Siege of Athens and Piraeus (87–86 BC)

Roman AthensMithridatic WarsSieges involving the Roman RepublicSieges of AthensBattles involving ancient Athens
4 min read

By the end of the siege, the people of Athens were eating their shoes. Shut inside their walls through the winter of 87 into 86 BC, with the Roman army of Lucius Cornelius Sulla ringing the city, they had been reduced to boiling shoe leather and chewing grass. When a delegation finally went out to plead for terms, they could think of nothing better to do than recite the ancient glories of their city. Sulla cut them off. "I was sent to Athens," he told them, "not to take lessons, but to reduce rebels to obedience."

How Athens Chose the Wrong Side

The catastrophe grew out of a wider war. Mithridates VI, king of Pontus, had risen against Rome and, in a single coordinated massacre known as the Asiatic Vespers, his agents are said to have killed tens of thousands of Roman and Italian settlers across Asia Minor. As his power swept westward, the Greek cities defected to him, and Athens fell under a Mithridatic-backed ruler, the tyrant Aristion. When Sulla landed in Greece in 87 BC, his first target was the famous city that had thrown in with Rome's enemy. He marched southeast and closed in on Athens and its harbor town of Piraeus.

Two Sieges at Once

The long walls that once joined Athens to its port lay in ruins, so Sulla had to besiege the city and the harbor separately. He struck first at Piraeus, knowing that without its port Athens could never be resupplied. When his initial assault was thrown back, he settled in for a brutal campaign of engineering. He needed timber for his siege works and took it without mercy, felling forests for a hundred miles around - including the sacred groves where Plato's Academy and other holy sites had stood. Short of money, he stripped the great Greek temples of their treasures, melting sanctuary offerings into coin so well struck it stayed prized for generations. The gods of Greece paid for the conquest of a Greek city.

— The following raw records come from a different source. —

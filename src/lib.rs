//! Time-aligned extraction of tagged samples from sequences of log files.

pub mod config;
pub mod data;
pub mod error;
pub mod export;
pub mod state;

pub use error::{ExtractError, Result};
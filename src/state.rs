use chrono::NaiveDateTime;

use crate::data::datetime::parse_datetime;
use crate::data::model::{Dataset, Tag};
use crate::data::resample::{resample, LabelFormat, ResampledView};
use crate::error::Result;

/// Display points per tag when nothing else is asked for.
pub const DEFAULT_POINTS_PER_LINE: usize = 500;

// ---------------------------------------------------------------------------
// View state
// ---------------------------------------------------------------------------

/// What a chart of an extracted dataset shows, independent of rendering.
///
/// Any change to the range, the point budget or the label format rebuilds
/// `view` from the dataset; the dataset itself is never touched.
pub struct ViewState {
    /// Extracted dataset (None until an extraction finished).
    pub dataset: Option<Dataset>,

    /// Current zoom window.
    pub range: Option<(NaiveDateTime, NaiveDateTime)>,

    /// Display points per tag.
    pub points_per_line: usize,

    pub label_format: LabelFormat,

    /// Resampled contents of `range`.
    pub view: ResampledView,

    /// Status / error message for the user.
    pub status_message: Option<String>,
}

impl Default for ViewState {
    fn default() -> Self {
        Self {
            dataset: None,
            range: None,
            points_per_line: DEFAULT_POINTS_PER_LINE,
            label_format: LabelFormat::default(),
            view: ResampledView::default(),
            status_message: None,
        }
    }
}

impl ViewState {
    /// Show a newly extracted dataset over its full time span.
    pub fn set_dataset(&mut self, dataset: Dataset) {
        self.range = full_range(&dataset);
        self.status_message = Some(format!(
            "{} rows x {} tags",
            dataset.len(),
            dataset.tags().len()
        ));
        self.dataset = Some(dataset);
        self.rebuild();
    }

    /// Zoom to `[start, end]` (either order).
    pub fn set_range(&mut self, start: NaiveDateTime, end: NaiveDateTime) {
        self.range = Some(if start <= end { (start, end) } else { (end, start) });
        self.rebuild();
    }

    pub fn set_points_per_line(&mut self, points: usize) {
        self.points_per_line = points;
        self.rebuild();
    }

    pub fn set_label_format(&mut self, format: LabelFormat) {
        self.label_format = format;
        self.rebuild();
    }

    /// Zoom to the instants written in two labels, e.g. typed bounds.
    ///
    /// Only exact when the label format keeps year, date and seconds (as
    /// the default does); a format like [`AXIS_LABEL_FORMAT`] loses them
    /// and the missing year is taken as the current one.
    ///
    /// [`AXIS_LABEL_FORMAT`]: crate::data::resample::AXIS_LABEL_FORMAT
    pub fn zoom_to_labels(&mut self, from: &str, to: &str) -> Result<()> {
        let start = parse_datetime(from)?;
        let end = parse_datetime(to)?;
        self.set_range(start, end);
        Ok(())
    }

    /// Zoom to the span between two emitted points of the current view.
    /// Returns false if either index is out of range.
    pub fn zoom_to_points(&mut self, a: usize, b: usize) -> bool {
        let Some(dataset) = &self.dataset else {
            return false;
        };
        let len = self.view.len();
        if a >= len || b >= len {
            return false;
        }
        let timestamps = dataset.timestamps();
        let (Some(&start), Some(&end)) = (
            timestamps.get(self.view.source_index(a)),
            timestamps.get(self.view.source_index(b)),
        ) else {
            return false;
        };
        self.set_range(start, end);
        true
    }

    /// Back to the dataset's full time span.
    pub fn reset_zoom(&mut self) {
        self.range = self.dataset.as_ref().and_then(full_range);
        self.rebuild();
    }

    /// Label and per-tag values under the `point`-th emitted point.
    pub fn legend_values(&self, point: usize) -> Option<(&str, Vec<(&Tag, f64)>)> {
        let dataset = self.dataset.as_ref()?;
        let label = self.view.labels.get(point)?;
        let values = dataset.values_at(self.view.source_index(point))?;
        Some((label, dataset.tags().iter().zip(values).collect()))
    }

    fn rebuild(&mut self) {
        self.view = match (&self.dataset, self.range) {
            (Some(dataset), Some((start, end))) => {
                resample(dataset, start, end, self.points_per_line, &self.label_format)
            }
            _ => ResampledView::default(),
        };
    }
}

fn full_range(dataset: &Dataset) -> Option<(NaiveDateTime, NaiveDateTime)> {
    Some((dataset.first_timestamp()?, dataset.last_timestamp()?))
}

#[cfg(test)]
mod tests {
    use super::*;
    use crate::data::resample::AXIS_LABEL_FORMAT;
    use chrono::{Duration, NaiveDate};

    fn base() -> NaiveDateTime {
        NaiveDate::from_ymd_opt(2018, 9, 1)
            .unwrap()
            .and_hms_opt(0, 0, 0)
            .unwrap()
    }

    fn state(rows: i64) -> ViewState {
        let timestamps = (0..rows).map(|i| base() + Duration::seconds(i)).collect();
        let a = (0..rows).map(|i| i as f64).collect();
        let b = (0..rows).map(|i| -(i as f64)).collect();
        let mut state = ViewState::default();
        state.set_dataset(Dataset::new(
            vec!["a".into(), "b".into()],
            timestamps,
            vec![a, b],
        ));
        state
    }

    #[test]
    fn test_full_range_on_load() {
        let state = state(1001);
        assert_eq!(
            state.range,
            Some((base(), base() + Duration::seconds(1000)))
        );
        assert_eq!(state.view.stride, 2);
        assert_eq!(state.view.len(), 501);
    }

    #[test]
    fn test_zoom_and_reset() {
        let mut state = state(1001);
        state.zoom_to_labels("2018/9/1 0:00:10", "2018/9/1 0:00:05").unwrap();
        assert_eq!(state.view.stride, 1);
        assert_eq!(state.view.series[0], vec![5.0, 6.0, 7.0, 8.0, 9.0, 10.0]);

        assert!(state.zoom_to_points(1, 3));
        assert_eq!(state.view.series[0], vec![6.0, 7.0, 8.0]);
        assert!(!state.zoom_to_points(1, 30));

        state.reset_zoom();
        assert_eq!(state.view.len(), 501);
        assert!(state.zoom_to_labels("bogus", "2018/9/1 0:00:05").is_err());
    }

    #[test]
    fn test_zoom_to_points_with_lossy_labels() {
        let start = NaiveDate::from_ymd_opt(2015, 3, 7)
            .unwrap()
            .and_hms_opt(6, 0, 0)
            .unwrap();
        let timestamps = (0..1001).map(|i| start + Duration::seconds(i)).collect();
        let values = (0..1001).map(|i| i as f64).collect();
        let mut state = ViewState::default();
        state.label_format = LabelFormat::new(AXIS_LABEL_FORMAT).unwrap();
        state.set_dataset(Dataset::new(vec!["a".into()], timestamps, vec![values]));
        assert_eq!(state.view.stride, 2);

        assert!(state.zoom_to_points(0, 50));
        assert_eq!(state.range, Some((start, start + Duration::seconds(100))));
        assert_eq!(state.view.len(), 101);
        assert_eq!(state.view.series[0][100], 100.0);
        assert_eq!(state.view.labels[0], "3/7 6:00");
    }

    #[test]
    fn test_points_per_line() {
        let mut state = state(1001);
        state.set_points_per_line(11);
        assert_eq!(state.view.stride, 100);
        assert_eq!(state.view.len(), 11);
    }

    #[test]
    fn test_legend_values() {
        let mut state = state(1001);
        state.set_points_per_line(11);
        let (label, values) = state.legend_values(3).unwrap();
        assert_eq!(label, "2018/9/1 0:05:00");
        assert_eq!(values, vec![(&"a".to_string(), 300.0), (&"b".to_string(), -300.0)]);
        assert!(state.legend_values(11).is_none());
        assert!(ViewState::default().legend_values(0).is_none());
    }
}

The Night the Walls Came Down

Inside Athens the people starved while Aristion clung to power. Greek deserters slipped word to Sulla that a stretch of wall, the Heptachalcum, had been left poorly guarded, and his sappers went to work undermining it. Some nine hundred feet of fortification collapsed between the Sacred and Piraeic gates on the city's southwest side. Around midnight on the first of March, 86 BC, after five months of siege, the Romans poured through the breach near the Kerameikos, the old potters' quarter and burial ground. The veterans who entered were hardened men, fresh from years of civil war in Italy, and Aristion's earlier taunts had left Sulla in no mood for mercy.

The Cost in Lives

What followed fell hardest on people who had no say in any of it. The Roman soldiers killed through the night, and Plutarch wrote that blood ran in the streets of the inner city and flowed out through the Dipylon Gate. These were not soldiers dying in a fair fight but ordinary residents of a starving city - the same people who had been chewing leather to survive - cut down in their own neighborhoods near the Kerameikos. The slaughter stopped only when Sulla's Greek companions, Midias and Calliphon, and the Roman senators in his camp begged him to relent. He declared, at last, that enough had died, and spared the survivors. Aristion fled to the Acropolis and held out until his water ran dry; he and his followers were executed after they surrendered.

What the Stones Remember

Sulla burned much of Piraeus to the ground and marched off to finish the war, defeating Mithridates' armies at Chaeronea and Orchomenus before the two men signed peace in 85 BC. For centuries afterward the sack lived in memory as the moment Rome broke Athens, plunging the proud old city into a long economic decline. Yet modern archaeology complicates the story: excavators have found that the physical destruction, though real, was less sweeping than the ancient accounts of total ruin suggest. The deepest wound was not to the buildings but to the people who lived among them - the men, women, and children of a city that had simply backed the losing side.

From the Air

The siege ranged across central Athens and the port of Piraeus, with the decisive breach near the Kerameikos at roughly 37.9794 degrees N, 23.7161 degrees E, just northwest of the Acropolis. Piraeus lies about 5 nautical miles southwest on the coast. From the air the line between the two - the route of the vanished long walls - runs from the Acropolis rock down to the harbor basins of modern Piraeus. Recommended viewing altitude 2,500-4,000 feet AGL to take in the city, the Kerameikos archaeological site, and the port together. Nearest airport is Athens International (LGAV), about 20 nautical miles east-southeast. Visibility is usually excellent over the Saronic Gulf; watch for coastal haze near Piraeus and summer thermals over the heated city.